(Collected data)
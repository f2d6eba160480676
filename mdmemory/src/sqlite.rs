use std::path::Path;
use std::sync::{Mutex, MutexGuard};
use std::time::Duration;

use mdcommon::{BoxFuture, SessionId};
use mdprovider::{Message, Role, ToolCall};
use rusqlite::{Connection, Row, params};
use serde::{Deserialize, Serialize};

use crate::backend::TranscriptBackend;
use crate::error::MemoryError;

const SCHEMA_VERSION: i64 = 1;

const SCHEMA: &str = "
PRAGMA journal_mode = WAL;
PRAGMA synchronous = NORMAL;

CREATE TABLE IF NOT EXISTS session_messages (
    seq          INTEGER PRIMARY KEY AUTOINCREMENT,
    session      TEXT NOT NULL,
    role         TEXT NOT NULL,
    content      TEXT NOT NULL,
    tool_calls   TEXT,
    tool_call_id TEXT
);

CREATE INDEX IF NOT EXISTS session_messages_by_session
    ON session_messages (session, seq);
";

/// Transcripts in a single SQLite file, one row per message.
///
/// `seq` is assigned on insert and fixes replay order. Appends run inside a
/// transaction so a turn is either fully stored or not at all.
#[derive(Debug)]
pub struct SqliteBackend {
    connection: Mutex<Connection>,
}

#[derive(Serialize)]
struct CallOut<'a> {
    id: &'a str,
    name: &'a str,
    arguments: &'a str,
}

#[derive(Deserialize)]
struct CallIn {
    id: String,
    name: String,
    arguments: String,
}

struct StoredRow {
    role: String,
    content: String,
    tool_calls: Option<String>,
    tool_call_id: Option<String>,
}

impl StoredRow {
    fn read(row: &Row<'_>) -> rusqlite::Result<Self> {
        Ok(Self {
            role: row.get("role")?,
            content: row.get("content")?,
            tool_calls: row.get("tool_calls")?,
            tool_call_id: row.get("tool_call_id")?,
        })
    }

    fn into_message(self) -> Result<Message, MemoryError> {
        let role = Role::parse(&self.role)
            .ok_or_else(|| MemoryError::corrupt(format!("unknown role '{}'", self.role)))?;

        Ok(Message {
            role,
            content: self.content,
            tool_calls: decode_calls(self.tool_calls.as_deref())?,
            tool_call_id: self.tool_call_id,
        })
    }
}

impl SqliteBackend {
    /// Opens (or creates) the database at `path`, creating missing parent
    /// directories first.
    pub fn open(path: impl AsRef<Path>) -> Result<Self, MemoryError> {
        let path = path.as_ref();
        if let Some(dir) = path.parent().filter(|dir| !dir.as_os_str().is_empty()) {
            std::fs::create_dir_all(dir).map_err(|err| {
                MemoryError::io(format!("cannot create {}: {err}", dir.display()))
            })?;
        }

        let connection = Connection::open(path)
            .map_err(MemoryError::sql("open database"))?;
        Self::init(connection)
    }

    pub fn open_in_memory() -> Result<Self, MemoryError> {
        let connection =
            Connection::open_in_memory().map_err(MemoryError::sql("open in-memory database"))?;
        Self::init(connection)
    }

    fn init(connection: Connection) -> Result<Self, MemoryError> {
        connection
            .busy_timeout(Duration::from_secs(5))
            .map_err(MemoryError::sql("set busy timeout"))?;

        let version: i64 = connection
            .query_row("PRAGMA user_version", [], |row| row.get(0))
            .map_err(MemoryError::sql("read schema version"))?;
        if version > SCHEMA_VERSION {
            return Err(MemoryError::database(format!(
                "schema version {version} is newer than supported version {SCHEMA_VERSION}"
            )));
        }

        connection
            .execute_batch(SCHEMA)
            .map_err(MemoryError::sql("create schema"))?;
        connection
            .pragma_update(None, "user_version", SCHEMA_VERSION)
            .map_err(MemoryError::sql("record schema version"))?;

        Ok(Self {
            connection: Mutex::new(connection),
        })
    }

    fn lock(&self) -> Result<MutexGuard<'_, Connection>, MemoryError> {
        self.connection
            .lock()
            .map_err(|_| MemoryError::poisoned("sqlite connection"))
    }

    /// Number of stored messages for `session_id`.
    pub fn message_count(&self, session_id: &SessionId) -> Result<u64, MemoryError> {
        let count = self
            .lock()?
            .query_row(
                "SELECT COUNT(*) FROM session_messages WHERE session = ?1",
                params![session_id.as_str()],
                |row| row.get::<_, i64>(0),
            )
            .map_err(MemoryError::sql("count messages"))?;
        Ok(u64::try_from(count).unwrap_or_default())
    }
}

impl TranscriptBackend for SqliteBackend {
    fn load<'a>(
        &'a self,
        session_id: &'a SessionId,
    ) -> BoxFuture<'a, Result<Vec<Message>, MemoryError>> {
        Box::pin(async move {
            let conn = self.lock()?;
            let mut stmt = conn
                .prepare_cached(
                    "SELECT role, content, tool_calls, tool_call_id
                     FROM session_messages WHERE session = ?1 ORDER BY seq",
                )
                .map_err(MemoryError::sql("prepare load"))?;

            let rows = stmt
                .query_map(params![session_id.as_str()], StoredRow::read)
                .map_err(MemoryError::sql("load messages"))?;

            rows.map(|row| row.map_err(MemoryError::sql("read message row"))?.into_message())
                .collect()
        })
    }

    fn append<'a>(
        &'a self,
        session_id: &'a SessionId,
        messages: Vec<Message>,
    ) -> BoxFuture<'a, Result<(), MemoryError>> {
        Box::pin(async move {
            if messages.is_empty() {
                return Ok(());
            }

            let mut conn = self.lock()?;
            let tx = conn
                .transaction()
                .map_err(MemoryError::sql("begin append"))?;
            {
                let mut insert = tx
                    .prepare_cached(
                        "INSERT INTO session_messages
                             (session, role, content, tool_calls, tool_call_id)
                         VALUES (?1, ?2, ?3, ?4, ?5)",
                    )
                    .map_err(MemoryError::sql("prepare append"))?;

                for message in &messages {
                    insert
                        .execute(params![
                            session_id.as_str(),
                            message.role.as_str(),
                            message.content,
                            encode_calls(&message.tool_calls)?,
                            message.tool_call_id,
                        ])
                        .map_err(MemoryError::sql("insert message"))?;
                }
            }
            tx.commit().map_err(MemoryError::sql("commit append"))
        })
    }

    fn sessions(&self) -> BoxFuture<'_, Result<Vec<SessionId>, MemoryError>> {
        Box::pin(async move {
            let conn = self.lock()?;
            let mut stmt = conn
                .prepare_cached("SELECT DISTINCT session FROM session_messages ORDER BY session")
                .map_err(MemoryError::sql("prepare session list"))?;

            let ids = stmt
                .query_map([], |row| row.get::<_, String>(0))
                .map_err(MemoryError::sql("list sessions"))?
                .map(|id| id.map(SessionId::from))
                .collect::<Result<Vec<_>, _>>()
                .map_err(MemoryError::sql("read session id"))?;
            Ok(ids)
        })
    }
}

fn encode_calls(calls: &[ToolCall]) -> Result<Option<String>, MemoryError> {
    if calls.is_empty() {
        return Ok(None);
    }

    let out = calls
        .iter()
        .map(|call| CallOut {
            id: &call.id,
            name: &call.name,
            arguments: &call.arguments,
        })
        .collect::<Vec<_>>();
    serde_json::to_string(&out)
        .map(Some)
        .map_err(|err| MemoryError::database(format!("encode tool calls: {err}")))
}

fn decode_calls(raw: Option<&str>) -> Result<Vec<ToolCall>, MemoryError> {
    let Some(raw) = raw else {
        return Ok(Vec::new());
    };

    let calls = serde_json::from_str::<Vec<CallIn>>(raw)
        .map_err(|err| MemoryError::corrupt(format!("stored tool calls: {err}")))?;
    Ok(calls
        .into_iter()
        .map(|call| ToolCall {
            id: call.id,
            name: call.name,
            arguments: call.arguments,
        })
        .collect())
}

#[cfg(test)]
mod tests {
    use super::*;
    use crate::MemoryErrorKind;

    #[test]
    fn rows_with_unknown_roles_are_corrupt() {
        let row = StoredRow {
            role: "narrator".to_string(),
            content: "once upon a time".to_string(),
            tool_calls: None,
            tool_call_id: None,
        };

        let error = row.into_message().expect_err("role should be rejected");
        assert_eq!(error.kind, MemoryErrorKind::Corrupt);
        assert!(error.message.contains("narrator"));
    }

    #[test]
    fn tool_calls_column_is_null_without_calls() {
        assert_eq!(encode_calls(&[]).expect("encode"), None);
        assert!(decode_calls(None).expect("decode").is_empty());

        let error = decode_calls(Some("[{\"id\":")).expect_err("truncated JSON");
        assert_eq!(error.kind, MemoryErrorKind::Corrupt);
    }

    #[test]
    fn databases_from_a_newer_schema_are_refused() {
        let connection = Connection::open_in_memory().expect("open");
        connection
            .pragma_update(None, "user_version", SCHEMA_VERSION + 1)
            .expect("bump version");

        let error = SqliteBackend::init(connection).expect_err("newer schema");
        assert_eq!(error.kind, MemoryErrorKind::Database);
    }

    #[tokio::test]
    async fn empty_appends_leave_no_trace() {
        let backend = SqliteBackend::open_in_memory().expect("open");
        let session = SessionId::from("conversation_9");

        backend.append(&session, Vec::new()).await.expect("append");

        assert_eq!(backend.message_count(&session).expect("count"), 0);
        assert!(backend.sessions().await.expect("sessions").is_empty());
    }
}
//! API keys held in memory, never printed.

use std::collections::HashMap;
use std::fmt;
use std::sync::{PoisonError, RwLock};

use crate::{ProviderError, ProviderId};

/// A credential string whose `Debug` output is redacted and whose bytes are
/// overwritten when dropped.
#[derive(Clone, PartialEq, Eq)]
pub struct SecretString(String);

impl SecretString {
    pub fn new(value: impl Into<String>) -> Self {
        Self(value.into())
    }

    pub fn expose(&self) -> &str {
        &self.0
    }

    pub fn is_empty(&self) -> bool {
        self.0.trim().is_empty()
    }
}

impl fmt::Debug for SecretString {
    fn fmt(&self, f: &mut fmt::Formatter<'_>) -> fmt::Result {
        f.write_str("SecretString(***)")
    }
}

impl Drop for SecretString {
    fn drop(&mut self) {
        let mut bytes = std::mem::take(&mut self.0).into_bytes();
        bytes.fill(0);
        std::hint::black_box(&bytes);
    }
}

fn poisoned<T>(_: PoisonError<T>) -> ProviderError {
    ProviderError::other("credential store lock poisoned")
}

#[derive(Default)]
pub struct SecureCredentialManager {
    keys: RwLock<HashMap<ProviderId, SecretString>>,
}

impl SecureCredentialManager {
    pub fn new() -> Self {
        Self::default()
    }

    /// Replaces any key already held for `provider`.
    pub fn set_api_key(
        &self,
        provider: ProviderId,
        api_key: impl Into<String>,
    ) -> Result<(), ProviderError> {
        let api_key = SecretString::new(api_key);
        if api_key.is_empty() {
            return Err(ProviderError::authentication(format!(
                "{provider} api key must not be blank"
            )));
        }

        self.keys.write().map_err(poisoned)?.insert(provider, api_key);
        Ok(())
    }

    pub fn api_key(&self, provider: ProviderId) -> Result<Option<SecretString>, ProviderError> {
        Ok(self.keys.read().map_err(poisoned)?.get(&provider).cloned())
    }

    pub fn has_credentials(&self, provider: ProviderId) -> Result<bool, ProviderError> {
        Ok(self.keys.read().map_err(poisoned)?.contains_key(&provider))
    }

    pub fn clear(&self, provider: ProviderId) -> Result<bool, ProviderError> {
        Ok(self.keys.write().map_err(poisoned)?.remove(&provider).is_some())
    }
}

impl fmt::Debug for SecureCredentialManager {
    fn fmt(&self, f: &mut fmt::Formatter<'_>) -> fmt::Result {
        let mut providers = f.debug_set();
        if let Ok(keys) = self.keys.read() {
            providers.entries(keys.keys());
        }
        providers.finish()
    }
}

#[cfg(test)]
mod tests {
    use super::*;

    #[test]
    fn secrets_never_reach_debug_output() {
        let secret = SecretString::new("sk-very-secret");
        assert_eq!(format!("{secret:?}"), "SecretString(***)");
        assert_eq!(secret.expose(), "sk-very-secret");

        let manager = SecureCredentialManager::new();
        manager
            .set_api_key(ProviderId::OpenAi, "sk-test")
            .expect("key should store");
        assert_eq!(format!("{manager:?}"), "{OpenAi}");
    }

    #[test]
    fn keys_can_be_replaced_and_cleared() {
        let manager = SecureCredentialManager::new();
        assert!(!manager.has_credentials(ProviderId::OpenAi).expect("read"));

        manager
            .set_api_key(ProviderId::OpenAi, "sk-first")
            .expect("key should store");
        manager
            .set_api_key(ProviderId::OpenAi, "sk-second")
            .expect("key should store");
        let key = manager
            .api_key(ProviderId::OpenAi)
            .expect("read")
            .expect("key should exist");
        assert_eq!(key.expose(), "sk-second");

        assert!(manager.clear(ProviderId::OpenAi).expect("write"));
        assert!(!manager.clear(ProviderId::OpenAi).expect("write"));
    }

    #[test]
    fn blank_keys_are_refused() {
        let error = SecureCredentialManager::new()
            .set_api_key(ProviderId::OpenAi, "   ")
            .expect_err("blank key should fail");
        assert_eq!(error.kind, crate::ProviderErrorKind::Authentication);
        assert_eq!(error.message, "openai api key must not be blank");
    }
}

ACTIVITY: In the entries above, please find the line with "BoxFuture<'a, Result<(), MemoryError>>" and the line with "serde_json::to_string(&out)", then write out exactly those two lines and every line between them, and nothing more.

EXPECTED OUTPUT:
    ) -> BoxFuture<'a, Result<(), MemoryError>> {
        Box::pin(async move {
            if messages.is_empty() {
                return Ok(());
            }

            let mut conn = self.lock()?;
            let tx = conn
                .transaction()
                .map_err(MemoryError::sql("begin append"))?;
            {
                let mut insert = tx
                    .prepare_cached(
                        "INSERT INTO session_messages
                             (session, role, content, tool_calls, tool_call_id)
                         VALUES (?1, ?2, ?3, ?4, ?5)",
                    )
                    .map_err(MemoryError::sql("prepare append"))?;

                for message in &messages {
                    insert
                        .execute(params![
                            session_id.as_str(),
                            message.role.as_str(),
                            message.content,
                            encode_calls(&message.tool_calls)?,
                            message.tool_call_id,
                        ])
                        .map_err(MemoryError::sql("insert message"))?;
                }
            }
            tx.commit().map_err(MemoryError::sql("commit append"))
        })
    }

    fn sessions(&self) -> BoxFuture<'_, Result<Vec<SessionId>, MemoryError>> {
        Box::pin(async move {
            let conn = self.lock()?;
            let mut stmt = conn
                .prepare_cached("SELECT DISTINCT session FROM session_messages ORDER BY session")
                .map_err(MemoryError::sql("prepare session list"))?;

            let ids = stmt
                .query_map([], |row| row.get::<_, String>(0))
                .map_err(MemoryError::sql("list sessions"))?
                .map(|id| id.map(SessionId::from))
                .collect::<Result<Vec<_>, _>>()
                .map_err(MemoryError::sql("read session id"))?;
            Ok(ids)
        })
    }
}

fn encode_calls(calls: &[ToolCall]) -> Result<Option<String>, MemoryError> {
    if calls.is_empty() {
        return Ok(None);
    }

    let out = calls
        .iter()
        .map(|call| CallOut {
            id: &call.id,
            name: &call.name,
            arguments: &call.arguments,
        })
        .collect::<Vec<_>>();
    serde_json::to_string(&out)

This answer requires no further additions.